# WORK TO BE COMPLETED
Return, from the lines below, each one that includes the word "todos".

# RECORDS

= = = = =

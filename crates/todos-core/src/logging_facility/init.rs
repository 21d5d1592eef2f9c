//! Logging initialization

use std::str::FromStr;
use std::sync::Once;

use tracing_subscriber::EnvFilter;

use super::test_capture::init_test_capture;

/// Logging profile
#[derive(Debug, Clone, Copy, PartialEq, Eq, Default)]
pub enum Profile {
    /// Human-readable output at debug level
    #[default]
    Development,
    /// JSON lines at info level
    Production,
    /// No output; events go to the shared in-memory capture
    Test,
}

impl Profile {
    fn env_filter(default: &str) -> EnvFilter {
        EnvFilter::try_from_default_env().unwrap_or_else(|_| EnvFilter::new(default))
    }
}

impl FromStr for Profile {
    type Err = String;

    fn from_str(s: &str) -> Result<Self, Self::Err> {
        match s.to_ascii_lowercase().as_str() {
            "development" | "dev" => Ok(Profile::Development),
            "production" | "prod" => Ok(Profile::Production),
            "test" => Ok(Profile::Test),
            other => Err(format!("unknown log profile: {}", other)),
        }
    }
}

static INIT_ONCE: Once = Once::new();

/// Install the global subscriber for `profile`
///
/// Only the first call has any effect, and a dispatcher installed by someone
/// else is left in place. `RUST_LOG` overrides the profile's default filter.
/// `Profile::Test` installs the same capture layer as
/// [`init_test_capture`](super::init_test_capture).
pub fn init(profile: Profile) {
    INIT_ONCE.call_once(|| match profile {
        Profile::Development => {
            let _ = tracing_subscriber::fmt()
                .with_env_filter(Profile::env_filter("todos=debug"))
                .with_writer(std::io::stderr)
                .try_init();
        }
        Profile::Production => {
            let _ = tracing_subscriber::fmt()
                .json()
                .with_env_filter(Profile::env_filter("todos=info"))
                .with_writer(std::io::stderr)
                .try_init();
        }
        Profile::Test => {
            init_test_capture();
        }
    });
}

#[cfg(test)]
mod tests {
    use super::*;

    #[test]
    fn test_init_idempotent() {
        init(Profile::Test);
        init(Profile::Test);
    }

    #[test]
    fn test_test_profile_shares_capture() {
        init(Profile::Test);
        let capture = init_test_capture();

        crate::log_op_start!("init_shared_capture_op");
        capture.assert_event_exists("init_shared_capture_op", "start");
    }

    #[test]
    fn test_profile_from_str() {
        assert_eq!("prod".parse::<Profile>(), Ok(Profile::Production));
        assert_eq!("Development".parse::<Profile>(), Ok(Profile::Development));
        assert!("verbose".parse::<Profile>().is_err());
    }
}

= = = = =

# THE COMPLETED TASK
filename crates/todos-core/src/logging_facility/init.rs
                .with_env_filter(Profile::env_filter("todos=debug"))
                .with_env_filter(Profile::env_filter("todos=info"))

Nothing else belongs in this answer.